Caching in HTTP/1.1

Throughout my work experience with web applications HTTP caching was a must have element of the request-response system I was building. HTTP caching is a huge topic (e.g., this is the RFC for HTTP/1.1 – https://www.w3.org/Protocols/rfc2616/rfc2616-sec13.html), and in this post I want to discuss my experience with the cache directives and specifically the If-Match or If-None-Match ones.

The directives are unidirectional in HTTP/1.1. Let’s suppose we have a request response cycle. There is a simple web frontend rendered in a browser and the user has clicked a button. The first ever request will go to some server which will server an answer. Unidirectional means that even if the request contains some directive, that doesn’t provide any guarantee for the existence of such directive in the response. They may exist as is and they may not exist. Some common request directives include: no-cache, no-store, max-stale, min-fresh, no-transform, only-if-cached.  Some response ones are: public, must-revalidate, proxy-revalidate and others.

If we zoom into the If-Match directive we notice the close relation with the entity tags (or ETags). An ETag represents a resource and is a digest of information. Using such digest helps the client decide whether the resource returned in the response is stale or fresh. 

HTTP is a stateless protocol. ETags represent a state though. If a response tells us a story where a resource is partially or fully stale or fresh then this means there is a background story. This background story is the state of the resource we chose to include in the request response cycle by using entity tags.

One way to use ETags is by including one in the response headers. Then subsequent HTTP requests will use this information with the If-None-Match header to determine whether the data is stale. The server then will compute an information digest for the requested resource, an ETag and will respond with 304 if the resource is fresh. Alternatively, it will respond with a new tag.

Some web frameworks like ruby on rails abstract ETags away from the programmer. The essence is whether the resource is fresh or not. So Rails has a method called

stale?

which uses ETags behind the scenes. That method is used usually alongside the 

fresh_when

method as described in the docs https://guides.rubyonrails.org/caching_with_rails.html.

Example usage:

curl -i http://localhost:3000/posts/1 

Content-Length: 667 
Etag: "123123122132" 
Last-Modified: Wed, 12 Nov 2014 15:44:46 GMT 

And then:

curl -i -H 'If-None-Match: "123123122132"' http://localhost:3000/posts/1 

HTTP/1.1 304 Not Modified 
Etag: "123123122132" 
Last-Modified: Wed, 12 Nov 2014 15:44:46 GMT 

The advantage of the above is that we gain the time that would normally be spent rendering the response and the response body is empty.
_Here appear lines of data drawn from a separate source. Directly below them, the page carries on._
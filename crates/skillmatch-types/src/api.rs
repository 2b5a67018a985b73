use chrono::{DateTime, Utc};
use serde::{Deserialize, Serialize};
use uuid::Uuid;

// -- JWT Claims --

/// JWT claims shared between the REST middleware and the WebSocket gateway.
/// Canonical definition lives here to eliminate duplication.
#[derive(Debug, Clone, Serialize, Deserialize)]
pub struct Claims {
    pub sub: Uuid,
    pub exp: usize,
}

// -- Auth --

#[derive(Debug, Deserialize)]
#[serde(deny_unknown_fields)]
pub struct RegisterRequest {
    pub email: String,
    pub password: String,
}

#[derive(Debug, Serialize)]
pub struct RegisterResponse {
    pub user_id: Uuid,
    pub token: String,
}

#[derive(Debug, Deserialize)]
#[serde(deny_unknown_fields)]
pub struct LoginRequest {
    pub email: String,
    pub password: String,
}

#[derive(Debug, Serialize)]
pub struct LoginResponse {
    pub user_id: Uuid,
    pub email: String,
    pub token: String,
}

#[derive(Debug, Deserialize)]
#[serde(deny_unknown_fields)]
pub struct ResetRequestRequest {
    pub email: String,
}

#[derive(Debug, Deserialize)]
#[serde(deny_unknown_fields)]
pub struct ResetPasswordRequest {
    pub token: String,
    pub password: String,
}

#[derive(Debug, Serialize)]
pub struct MeResponse {
    pub id: Uuid,
    pub email: String,
    pub created_at: DateTime<Utc>,
}

// -- Profiles --

#[derive(Debug, Clone, Serialize)]
pub struct ProfileResponse {
    pub id: Uuid,
    pub full_name: String,
    pub bio: String,
    pub year: String,
    pub major: String,
}

#[derive(Debug, Deserialize)]
#[serde(deny_unknown_fields)]
pub struct UpdateProfileRequest {
    pub full_name: String,
    #[serde(default)]
    pub bio: String,
    #[serde(default)]
    pub year: String,
    #[serde(default)]
    pub major: String,
}

// -- Skills --

/// Ordinal skill-level label attached to a user-skill pairing.
#[derive(Debug, Clone, Copy, PartialEq, Eq, Serialize, Deserialize)]
#[serde(rename_all = "lowercase")]
pub enum Proficiency {
    Beginner,
    Intermediate,
    Advanced,
}

impl Proficiency {
    pub fn as_str(self) -> &'static str {
        match self {
            Self::Beginner => "beginner",
            Self::Intermediate => "intermediate",
            Self::Advanced => "advanced",
        }
    }

    pub fn parse(s: &str) -> Option<Self> {
        match s {
            "beginner" => Some(Self::Beginner),
            "intermediate" => Some(Self::Intermediate),
            "advanced" => Some(Self::Advanced),
            _ => None,
        }
    }
}

#[derive(Debug, Clone, Serialize)]
pub struct SkillResponse {
    pub id: Uuid,
    pub name: String,
}

#[derive(Debug, Deserialize)]
#[serde(deny_unknown_fields)]
pub struct AddSkillRequest {
    pub skill_id: Uuid,
    pub proficiency: Proficiency,
}

#[derive(Debug, Clone, Serialize)]
pub struct UserSkillResponse {
    pub id: Uuid,
    pub skill_id: Uuid,
    pub name: String,
    pub proficiency: Proficiency,
}

// -- Badges --

#[derive(Debug, Clone, Serialize)]
pub struct BadgeResponse {
    pub id: Uuid,
    pub name: String,
    pub description: String,
    pub icon: String,
}

#[derive(Debug, Clone, Serialize)]
pub struct UserBadgeResponse {
    pub id: Uuid,
    pub badge: BadgeResponse,
    pub earned_at: DateTime<Utc>,
}

// -- Students directory --

#[derive(Debug, Serialize)]
pub struct StudentResponse {
    #[serde(flatten)]
    pub profile: ProfileResponse,
    pub skills: Vec<UserSkillResponse>,
    pub badges: Vec<UserBadgeResponse>,
}

// -- Projects --

#[derive(Debug, Deserialize)]
#[serde(deny_unknown_fields)]
pub struct CreateProjectRequest {
    pub title: String,
    #[serde(default)]
    pub description: String,
    pub max_members: i64,
    #[serde(default)]
    pub required_skills: Vec<Uuid>,
}

#[derive(Debug, Serialize)]
pub struct ProjectResponse {
    pub id: Uuid,
    pub creator_id: Uuid,
    pub title: String,
    pub description: String,
    pub max_members: i64,
    pub status: String,
    /// Derived by aggregation, never stored.
    pub member_count: i64,
    pub skills: Vec<SkillResponse>,
    pub is_member: bool,
    pub created_at: DateTime<Utc>,
}

#[derive(Debug, Serialize)]
pub struct CreatedResponse {
    pub id: Uuid,
}

// -- Pitches --

#[derive(Debug, Clone, Copy, PartialEq, Eq, Serialize, Deserialize)]
#[serde(rename_all = "lowercase")]
pub enum PitchStatus {
    Open,
    Revealed,
}

#[derive(Debug, Deserialize)]
#[serde(deny_unknown_fields)]
pub struct CreatePitchRequest {
    pub title: String,
    #[serde(default)]
    pub description: String,
    #[serde(default)]
    pub required_skills: Vec<Uuid>,
}

#[derive(Debug, Serialize)]
pub struct PitchResponse {
    pub id: Uuid,
    pub title: String,
    pub description: String,
    pub required_skills: Vec<Uuid>,
    pub status: PitchStatus,
    pub revealed_at: Option<DateTime<Utc>>,
    pub created_at: DateTime<Utc>,
    /// Withheld while the pitch is open; populated after reveal for the
    /// creator and for users who expressed interest.
    #[serde(skip_serializing_if = "Option::is_none")]
    pub creator: Option<ProfileResponse>,
}

#[derive(Debug, Deserialize)]
#[serde(deny_unknown_fields)]
pub struct ExpressInterestRequest {
    #[serde(default)]
    pub message: String,
}

#[derive(Debug, Serialize)]
pub struct PitchInterestResponse {
    pub id: Uuid,
    pub user: ProfileResponse,
    pub message: String,
    pub created_at: DateTime<Utc>,
}

#[derive(Debug, Serialize)]
pub struct MyPitchResponse {
    #[serde(flatten)]
    pub pitch: PitchResponse,
    pub interests: Vec<PitchInterestResponse>,
}

// -- Messages --

#[derive(Debug, Deserialize)]
#[serde(deny_unknown_fields)]
pub struct SendMessageRequest {
    pub recipient_id: Uuid,
    pub content: String,
}

#[derive(Debug, Serialize)]
pub struct MessageResponse {
    pub id: Uuid,
    pub sender_id: Uuid,
    pub recipient_id: Uuid,
    pub content: String,
    pub read: bool,
    pub created_at: DateTime<Utc>,
}

#[derive(Debug, Serialize)]
pub struct ConversationResponse {
    pub partner: ProfileResponse,
    pub unread: i64,
}

#[cfg(test)]
mod tests {
    use super::*;

    #[test]
    fn proficiency_round_trips_through_db_representation() {
        for p in [
            Proficiency::Beginner,
            Proficiency::Intermediate,
            Proficiency::Advanced,
        ] {
            assert_eq!(Proficiency::parse(p.as_str()), Some(p));
        }
        assert_eq!(Proficiency::parse("expert"), None);
    }

    #[test]
    fn pitch_creator_is_omitted_while_withheld() {
        let pitch = PitchResponse {
            id: Uuid::nil(),
            title: "AI Tutor".into(),
            description: String::new(),
            required_skills: vec![],
            status: PitchStatus::Open,
            revealed_at: None,
            created_at: Utc::now(),
            creator: None,
        };
        let json = serde_json::to_string(&pitch).unwrap();
        assert!(!json.contains("creator"));
    }
}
Finally, there are some interesting challenges that come with using such a cache mechanism. First, the content is not cached between users. Building a caching mechanism to care for such case would need a more custom solution. Second, user specific content (so, most of it in big applications) is not handled correctly. Every user will see a different timeline, has different followers and different connection graphs. Using the above simple cache mechanism will always return stale data in those cases so we will avoid it. To solve the problem of caching a timeline we could work outside the application layer. Each user can have their first x items of their timeline cached in an edge Redis server for instance.